Where did you see/hear the phrase RC fish, Animals? 

Oh, I forgot to say, Cilenez, you could also get away with at least 10 RCS, no problems.  I'd also go for the 20 watt light - it wouldn't stop you from having low-light plants, but it would also allow some medium light ones that you couldn't grow with the 15.


----------



## Cilenez (Jan 8, 2012)

Bombalurina said:


> I would add another 2 cories, minimum. Habrosus are tiny and will not add much to your bioload, and they are happiest in groups of six or more.
> 
> I'm not familiar with black diamond - just make sure it is a type of sand, or you will have sad tiny cories.


black diamond was suggested (on the planted tank forum) to use for planted tanks so no anaerobic spots develop.

http://http://www.tractorsupply.com/black-diamond-20-40-blasting-media-50-lb--3905403

i will add 2 more cories to my list. i was not sure, so i asked.

thank you


----------



## Cilenez (Jan 8, 2012)

Bombalurina said:


> Where did you see/hear the phrase RC fish, Animals?
> 
> Oh, I forgot to say, Cilenez, you could also get away with at least 10 RCS, no problems.  I'd also go for the 20 watt light - it wouldn't stop you from having low-light plants, but it would also allow some medium light ones that you couldn't grow with the 15.


again, thank you. i have not had RCS before, so i wanted to check.

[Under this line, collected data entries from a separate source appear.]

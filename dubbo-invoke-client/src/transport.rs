//! One-shot socket exchange: connect, send one request frame, read one
//! response frame, close.

use crate::address::authority;
use crate::error::{ClientError, TransportError};
use bytes::Bytes;
use dubbo_invoke_protocol::{Frame, FrameHeader, HEADER_SIZE};
use std::net::SocketAddr;
use std::time::Duration;
use tokio::io::{AsyncRead, AsyncReadExt, AsyncWriteExt};
use tokio::net::TcpStream;

/// Connection and read timeouts for one exchange.
#[derive(Debug, Clone, Copy)]
pub struct Transport {
    pub connect_timeout: Duration,
    pub read_timeout: Duration,
}

impl Transport {
    pub fn new(connect_timeout: Duration, read_timeout: Duration) -> Self {
        Self {
            connect_timeout,
            read_timeout,
        }
    }

    pub fn with_read_timeout(mut self, timeout: Duration) -> Self {
        self.read_timeout = timeout;
        self
    }

    /// Sends `request` to `host:port` and returns the response frame.
    ///
    /// The socket is dropped (closed) on every exit path.
    pub async fn exchange(
        &self,
        host: &str,
        port: u16,
        request: &Frame,
    ) -> Result<Frame, ClientError> {
        let encoded = request.encode()?;
        let mut stream = connect(host, port, self.connect_timeout).await?;
        tracing::debug!(
            target_addr = %authority(host, port),
            request_id = request.request_id,
            len = encoded.len(),
            "sending request frame"
        );

        tokio::time::timeout(self.read_timeout, async {
            stream.write_all(&encoded).await?;
            stream.flush().await
        })
        .await
        .map_err(|_| TransportError::Timeout {
            op: "write",
            timeout: self.read_timeout,
        })?
        .map_err(TransportError::Io)?;

        let response = tokio::time::timeout(self.read_timeout, read_frame(&mut stream))
            .await
            .map_err(|_| TransportError::Timeout {
                op: "read",
                timeout: self.read_timeout,
            })??;

        if response.request_id != request.request_id {
            tracing::warn!(
                sent = request.request_id,
                received = response.request_id,
                "response request id does not match"
            );
        }
        Ok(response)
    }
}

/// Reads exactly one frame. The header is validated before any body byte
/// is read.
pub async fn read_frame<R>(reader: &mut R) -> Result<Frame, ClientError>
where
    R: AsyncRead + Unpin,
{
    let mut raw = [0u8; HEADER_SIZE];
    read_full(reader, &mut raw).await?;
    let header = FrameHeader::parse(&raw)?;

    if !header.status.is_ok() {
        tracing::warn!(status = %header.status, "provider returned non-OK status");
    }

    let mut body = vec![0u8; header.body_len as usize];
    read_full(reader, &mut body).await?;

    Ok(Frame {
        flags: header.flags,
        status: header.status,
        request_id: header.request_id,
        body: Bytes::from(body),
    })
}

pub(crate) async fn read_full<R>(reader: &mut R, buf: &mut [u8]) -> Result<(), TransportError>
where
    R: AsyncRead + Unpin,
{
    let mut received = 0;
    while received < buf.len() {
        let n = reader.read(&mut buf[received..]).await?;
        if n == 0 {
            return Err(TransportError::Truncated {
                expected: buf.len(),
                received,
            });
        }
        received += n;
    }
    Ok(())
}

/// Resolves `host` and connects within `timeout`.
pub async fn connect(
    host: &str,
    port: u16,
    timeout: Duration,
) -> Result<TcpStream, TransportError> {
    let target = authority(host, port);
    let addr = resolve(host, port, timeout).await?;

    let stream = tokio::time::timeout(timeout, TcpStream::connect(addr))
        .await
        .map_err(|_| TransportError::Timeout {
            op: "connect",
            timeout,
        })?
        .map_err(|e| {
            tracing::debug!("connection to {} failed: {}", target, e);
            TransportError::connect(target.clone(), e)
        })?;
    stream.set_nodelay(true)?;
    Ok(stream)
}

async fn resolve(host: &str, port: u16, timeout: Duration) -> Result<SocketAddr, TransportError> {
    let unknown = || TransportError::UnknownHost(host.to_string());
    let mut addrs = tokio::time::timeout(timeout, tokio::net::lookup_host((host, port)))
        .await
        .map_err(|_| TransportError::Timeout {
            op: "resolve",
            timeout,
        })?
        .map_err(|_| unknown())?;
    addrs.next().ok_or_else(unknown)
}

/// Opens and closes a TCP connection.
pub async fn check_reachable(
    host: &str,
    port: u16,
    timeout: Duration,
) -> Result<(), TransportError> {
    let stream = connect(host, port, timeout).await?;
    drop(stream);
    Ok(())
}

#[cfg(test)]
mod tests {
    use super::*;
    use dubbo_invoke_protocol::{ProtocolError, Status};
    use tokio::net::TcpListener;

    #[tokio::test]
    async fn test_read_frame_from_bytes() {
        let frame = Frame::response(5, Status::OK, Bytes::from_static(&[0x91, 0x95]));
        let encoded = frame.encode().unwrap();
        let mut reader = &encoded[..];

        let read = read_frame(&mut reader).await.unwrap();
        assert_eq!(read.request_id, 5);
        assert_eq!(&read.body[..], &[0x91, 0x95]);
    }

    #[tokio::test]
    async fn test_truncated_body() {
        let frame = Frame::response(5, Status::OK, Bytes::from_static(b"abcdef"));
        let encoded = frame.encode().unwrap();
        let mut reader = &encoded[..HEADER_SIZE + 2];

        let err = read_frame(&mut reader).await.unwrap_err();
        assert!(matches!(
            err,
            ClientError::Transport(TransportError::Truncated {
                expected: 6,
                received: 2
            })
        ));
    }

    #[tokio::test]
    async fn test_truncated_header() {
        let mut reader: &[u8] = &[0xDA, 0xBB, 0x02];
        let err = read_frame(&mut reader).await.unwrap_err();
        assert!(matches!(
            err,
            ClientError::Transport(TransportError::Truncated {
                expected: 16,
                received: 3
            })
        ));
    }

    #[tokio::test]
    async fn test_bad_magic_before_body() {
        let mut data = vec![0x48, 0x54, 0x54, 0x50];
        data.extend_from_slice(&[0u8; 12]);
        let mut reader = &data[..];
        let err = read_frame(&mut reader).await.unwrap_err();
        assert!(matches!(
            err,
            ClientError::Protocol(ProtocolError::BadMagic(0x4854))
        ));
    }

    #[tokio::test]
    async fn test_connection_refused() {
        let listener = TcpListener::bind("127.0.0.1:0").await.unwrap();
        let port = listener.local_addr().unwrap().port();
        drop(listener);

        let err = check_reachable("127.0.0.1", port, Duration::from_secs(2))
            .await
            .unwrap_err();
        assert!(matches!(err, TransportError::ConnectionRefused { .. }));
    }

    #[tokio::test]
    async fn test_read_timeout() {
        let listener = TcpListener::bind("127.0.0.1:0").await.unwrap();
        let port = listener.local_addr().unwrap().port();
        let server = tokio::spawn(async move {
            let (socket, _) = listener.accept().await.unwrap();
            tokio::time::sleep(Duration::from_millis(500)).await;
            drop(socket);
        });

        let transport = Transport::new(Duration::from_secs(2), Duration::from_millis(50));
        let request = Frame::request(Bytes::from_static(b"N"));
        let err = transport
            .exchange("127.0.0.1", port, &request)
            .await
            .unwrap_err();
        assert!(matches!(
            err,
            ClientError::Transport(TransportError::Timeout { op: "read", .. })
        ));
        server.abort();
    }
}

now, what the about plants..? besides going with the 20 watt light.


----------



## Oldfishlady (Mar 1, 2010)

Sounds like a good plan, however, on your lights....while 20w should be fine-giving you 2wpg...what is more important is the color temp of the bulb for live plants...look for "daylight" bulbs in the 5500-7000k range...6500k being best for the species of plants you plan-this color temp is close to the natural sun color temp-the plant can see this best to use for photosynthesis...I would start on at least 9-10h/day photoperiod and increase based on plant to algae growth...with planted tanks its a balance...the plants have to be given the tools so-to-speak....to grow and out-compete the algae....some algae is normal and expected in a container of water that has both lights and nutrients-but since this is a closed system we have to control it to a degree with manual removal and can limit it with proper lights/nutrient that support good plant growth.....

Your plant choices are good and should do well in a 10gal-I am not sure on the sand-since I have never used just sand to grow aquatic plants-I always have dirt under my sand.....lol......

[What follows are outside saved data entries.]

//! Parameter conversion.
//!
//! Callers pass parameters as JSON (or a bare literal) plus optional Java
//! type hints. Conversion settles each parameter's Java type and coerces the
//! value to it, so the raw protocol layer can build an exact descriptor.

use crate::error::ClientError;
use dubbo_invoke_protocol::Value;
use serde_json::Value as Json;
use std::collections::BTreeMap;

/// Converted parameters, ready for any layer.
#[derive(Debug, Clone, PartialEq, Default)]
pub struct Parameters {
    /// Fully qualified Java type per parameter.
    pub types: Vec<String>,
    pub values: Vec<Value>,
}

impl Parameters {
    pub fn len(&self) -> usize {
        self.values.len()
    }

    pub fn is_empty(&self) -> bool {
        self.values.is_empty()
    }

    /// JSON rendering for the HTTP layer. Typed objects keep their `class`.
    pub fn to_json(&self) -> Vec<Json> {
        self.values.iter().map(json_with_class).collect()
    }
}

fn json_with_class(value: &Value) -> Json {
    match value {
        Value::Object { class, fields } => {
            let mut map: serde_json::Map<String, Json> = fields
                .iter()
                .map(|(k, v)| (k.clone(), json_with_class(v)))
                .collect();
            map.insert("class".to_string(), Json::String(class.clone()));
            Json::Object(map)
        }
        Value::List(items) => Json::Array(items.iter().map(json_with_class).collect()),
        Value::Map(map) => Json::Object(
            map.iter()
                .map(|(k, v)| (k.clone(), json_with_class(v)))
                .collect(),
        ),
        other => other.to_json(),
    }
}

/// Expands short type names (`String`, `Long`, `List`, ...) to the fully
/// qualified names providers expect. Primitives and dotted names are kept.
pub fn canonical_type(name: &str) -> String {
    let name = name.trim();
    if let Some(element) = name.strip_suffix("[]") {
        return format!("{}[]", canonical_type(element));
    }
    match name {
        "String" | "Integer" | "Long" | "Double" | "Float" | "Boolean" | "Byte" | "Short"
        | "Character" | "Object" | "Number" => format!("java.lang.{}", name),
        "List" | "ArrayList" | "Map" | "HashMap" | "Set" | "Date" => format!("java.util.{}", name),
        "BigDecimal" | "BigInteger" => format!("java.math.{}", name),
        other => other.to_string(),
    }
}

/// Splits a comma separated list of type hints.
pub fn parse_type_hints(raw: &str) -> Vec<String> {
    raw.split(',')
        .map(str::trim)
        .filter(|t| !t.is_empty())
        .map(canonical_type)
        .collect()
}

/// Parses raw parameter text (JSON or a single literal) against `hints`.
pub fn parse_parameters(raw: &str, hints: &[String]) -> Result<Parameters, ClientError> {
    let raw = raw.trim();
    if raw.is_empty() {
        return convert(Vec::new(), hints);
    }
    match serde_json::from_str::<Json>(raw) {
        Ok(json) => convert_json(json, hints),
        // a bare literal such as `123L` or `hello`
        Err(_) => convert(vec![Json::String(raw.to_string())], hints),
    }
}

/// Converts one JSON document: an array is the parameter list, anything else
/// is a single parameter.
pub fn convert_json(json: Json, hints: &[String]) -> Result<Parameters, ClientError> {
    match json {
        Json::Array(items) => {
            let single_list_hint = hints.len() == 1 && is_list_type(&canonical_type(&hints[0]));
            let wrapped_once = items.len() == 1 && items[0].is_array();
            if single_list_hint && !items.is_empty() && !wrapped_once {
                convert(vec![Json::Array(items)], hints)
            } else {
                convert(items, hints)
            }
        }
        other => convert(vec![other], hints),
    }
}

/// Converts positional parameters. Missing hints are inferred.
pub fn convert(params: Vec<Json>, hints: &[String]) -> Result<Parameters, ClientError> {
    if hints.len() > params.len() {
        return Err(ClientError::InvalidParameter(format!(
            "{} type hints given for {} parameters",
            hints.len(),
            params.len()
        )));
    }

    let total = params.len();
    let mut converted = Parameters::default();
    for (index, param) in params.into_iter().enumerate() {
        let hint = hints.get(index).map(|h| canonical_type(h));
        let (java_type, value) = convert_one(param, hint.as_deref(), index, total)
            .map_err(|reason| {
                ClientError::InvalidParameter(format!("parameter {}: {}", index + 1, reason))
            })?;
        converted.types.push(java_type);
        converted.values.push(value);
    }
    Ok(converted)
}

fn convert_one(
    param: Json,
    hint: Option<&str>,
    index: usize,
    total: usize,
) -> Result<(String, Value), String> {
    match param {
        Json::Null => {
            let java_type = match hint {
                Some(hint) => hint.to_string(),
                None => guess_null_type(index, total).to_string(),
            };
            Ok((java_type, Value::Null))
        }
        Json::Array(items) => {
            let java_type = match hint {
                Some(hint) if is_list_type(hint) => hint.to_string(),
                Some(hint) => return Err(format!("an array cannot be passed as {}", hint)),
                None => "java.util.List".to_string(),
            };
            let element = java_type.strip_suffix("[]").map(str::to_string);
            let values = items
                .into_iter()
                .map(|item| match element.as_deref() {
                    Some(element) if is_scalar_type(element) => coerce(item, element),
                    _ => Ok(Value::from(item)),
                })
                .collect::<Result<Vec<_>, _>>()?;
            Ok((java_type, Value::List(values)))
        }
        Json::Object(mut map) => match map.remove("class") {
            Some(Json::String(class)) => {
                let fields = map.into_iter().map(|(k, v)| (k, Value::from(v))).collect();
                Ok((class.clone(), Value::Object { class, fields }))
            }
            other => {
                if let Some(class) = other {
                    map.insert("class".to_string(), class);
                }
                let fields: BTreeMap<String, Value> =
                    map.into_iter().map(|(k, v)| (k, Value::from(v))).collect();
                match hint {
                    Some(hint) if !is_map_type(hint) => Ok((
                        hint.to_string(),
                        Value::Object {
                            class: hint.to_string(),
                            fields,
                        },
                    )),
                    Some(hint) => Ok((hint.to_string(), Value::Map(fields))),
                    None => Ok(("java.lang.Object".to_string(), Value::Map(fields))),
                }
            }
        },
        Json::String(text) => match hint {
            Some(hint) => Ok((hint.to_string(), coerce(Json::String(text), hint)?)),
            None => Ok(sniff(&text)),
        },
        Json::Bool(b) => {
            let java_type = hint.unwrap_or("java.lang.Boolean");
            Ok((java_type.to_string(), coerce(Json::Bool(b), java_type)?))
        }
        Json::Number(n) => {
            let java_type = match hint {
                Some(hint) => hint.to_string(),
                None if n.is_f64() => "java.lang.Double".to_string(),
                None => match n.as_i64() {
                    Some(i) if i32::try_from(i).is_ok() => "java.lang.Integer".to_string(),
                    Some(_) => "java.lang.Long".to_string(),
                    None => return Err(format!("{} does not fit a long", n)),
                },
            };
            let value = coerce(Json::Number(n), &java_type)?;
            Ok((java_type, value))
        }
    }
}

/// Type of a `null` parameter with no hint, by position.
fn guess_null_type(index: usize, total: usize) -> &'static str {
    if total >= 2 && index == 0 {
        "java.util.List"
    } else if total >= 3 && index == total - 1 {
        "java.lang.Long"
    } else {
        "java.lang.String"
    }
}

/// Infers the type of an unhinted string literal.
fn sniff(text: &str) -> (String, Value) {
    let trimmed = text.trim();
    let typed = |java_type: &str, value: Value| (java_type.to_string(), value);

    if let Some(digits) = strip_suffix_ci(trimmed, 'L') {
        if let Ok(v) = digits.parse::<i64>() {
            return typed("java.lang.Long", Value::Long(v));
        }
    }
    if let Some(number) = strip_suffix_ci(trimmed, 'F') {
        if let Ok(v) = number.parse::<f64>() {
            return typed("java.lang.Float", Value::Double(v));
        }
    }
    if let Some(number) = strip_suffix_ci(trimmed, 'D') {
        if let Ok(v) = number.parse::<f64>() {
            return typed("java.lang.Double", Value::Double(v));
        }
    }
    if is_integer_literal(trimmed) {
        if let Ok(v) = trimmed.parse::<i64>() {
            return typed("java.lang.Long", Value::Long(v));
        }
    }
    if trimmed.contains('.') {
        if let Ok(v) = trimmed.parse::<f64>() {
            if v.is_finite() {
                return typed("java.lang.Double", Value::Double(v));
            }
        }
    }
    match trimmed {
        "true" => return typed("java.lang.Boolean", Value::Bool(true)),
        "false" => return typed("java.lang.Boolean", Value::Bool(false)),
        _ => {}
    }
    if trimmed.starts_with('[') {
        if let Ok(Json::Array(items)) = serde_json::from_str::<Json>(trimmed) {
            return typed(
                "java.util.List",
                Value::List(items.into_iter().map(Value::from).collect()),
            );
        }
    }
    typed("java.lang.String", Value::String(text.to_string()))
}

/// Coerces a JSON scalar (or numeric string) to `java_type`.
fn coerce(json: Json, java_type: &str) -> Result<Value, String> {
    let mismatch = |json: &Json| format!("cannot convert {} to {}", json, java_type);

    match java_type {
        "int" | "java.lang.Integer" | "short" | "java.lang.Short" | "byte" | "java.lang.Byte" => {
            let v = integer(&json).ok_or_else(|| mismatch(&json))?;
            let v = i32::try_from(v)
                .map_err(|_| format!("{} is out of range for {}", v, java_type))?;
            Ok(Value::Int(v))
        }
        "long" | "java.lang.Long" => {
            integer(&json).map(Value::Long).ok_or_else(|| mismatch(&json))
        }
        "double" | "java.lang.Double" | "float" | "java.lang.Float" => {
            float(&json).map(Value::Double).ok_or_else(|| mismatch(&json))
        }
        "boolean" | "java.lang.Boolean" => match &json {
            Json::Bool(b) => Ok(Value::Bool(*b)),
            Json::String(s) if s.trim().eq_ignore_ascii_case("true") => Ok(Value::Bool(true)),
            Json::String(s) if s.trim().eq_ignore_ascii_case("false") => Ok(Value::Bool(false)),
            other => Err(mismatch(other)),
        },
        "java.lang.String" | "char" | "java.lang.Character" => match json {
            Json::String(s) => Ok(Value::String(s)),
            Json::Null => Ok(Value::Null),
            other => Ok(Value::String(other.to_string())),
        },
        t if is_list_type(t) => match json {
            Json::String(s) => match serde_json::from_str::<Json>(s.trim()) {
                Ok(Json::Array(items)) => {
                    Ok(Value::List(items.into_iter().map(Value::from).collect()))
                }
                _ => Err(format!("{:?} is not a JSON array", s)),
            },
            other => Ok(Value::from(other)),
        },
        _ => match json {
            // untyped targets take the literal as written
            Json::String(s) => Ok(Value::String(s)),
            other => Ok(Value::from(other)),
        },
    }
}

fn integer(json: &Json) -> Option<i64> {
    match json {
        Json::Number(n) => n.as_i64(),
        Json::String(s) => {
            let s = s.trim();
            strip_suffix_ci(s, 'L').unwrap_or(s).parse().ok()
        }
        _ => None,
    }
}

fn float(json: &Json) -> Option<f64> {
    match json {
        Json::Number(n) => n.as_f64(),
        Json::String(s) => {
            let s = s.trim();
            let s = strip_suffix_ci(s, 'F')
                .or_else(|| strip_suffix_ci(s, 'D'))
                .unwrap_or(s);
            s.parse().ok().filter(|v: &f64| v.is_finite())
        }
        _ => None,
    }
}

fn strip_suffix_ci(text: &str, suffix: char) -> Option<&str> {
    text.strip_suffix(suffix)
        .or_else(|| text.strip_suffix(suffix.to_ascii_lowercase()))
        .filter(|rest| !rest.is_empty())
}

fn is_integer_literal(text: &str) -> bool {
    let digits = text.strip_prefix('-').unwrap_or(text);
    !digits.is_empty() && digits.bytes().all(|b| b.is_ascii_digit())
}

fn is_scalar_type(java_type: &str) -> bool {
    matches!(
        java_type,
        "int"
            | "long"
            | "double"
            | "float"
            | "boolean"
            | "short"
            | "byte"
            | "char"
            | "java.lang.Integer"
            | "java.lang.Long"
            | "java.lang.Double"
            | "java.lang.Float"
            | "java.lang.Boolean"
            | "java.lang.Short"
            | "java.lang.Byte"
            | "java.lang.Character"
            | "java.lang.String"
    )
}

/// True for arrays and `java.util` collections.
pub fn is_list_type(java_type: &str) -> bool {
    java_type.ends_with("[]")
        || java_type.starts_with('[')
        || matches!(
            java_type,
            "java.util.List"
                | "java.util.ArrayList"
                | "java.util.LinkedList"
                | "java.util.Collection"
                | "java.util.Set"
                | "java.util.HashSet"
        )
}

fn is_map_type(java_type: &str) -> bool {
    matches!(
        java_type,
        "java.util.Map" | "java.util.HashMap" | "java.util.LinkedHashMap" | "java.lang.Object"
    )
}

Red cherry shrimp (_RCS_) are really neat little critters and they come in lots of different colors other than red-I keep both the reds and yellows, easy to care for and reproduce pretty fast....if you have a good clump of java moss attached to some driftwood or something-this will give the shrimpletts a good place to hide and feed on/in and provide some protection from both the Betta and corydoras...

_Corydoras habrosus_-neat little fish and pretty active, playful and fun to watch and as posted the more the better-make sure the sand isn't too sharp so not to cause mouth and/or barbel damage-they like the temp in a bit cooler range-but it is still within the Bettas range-I would try to maintain it in the 76-78F range to suit both....pretty easy to spawn too-when happy don't be surprised to see eggs attached to the glass or plant leaves...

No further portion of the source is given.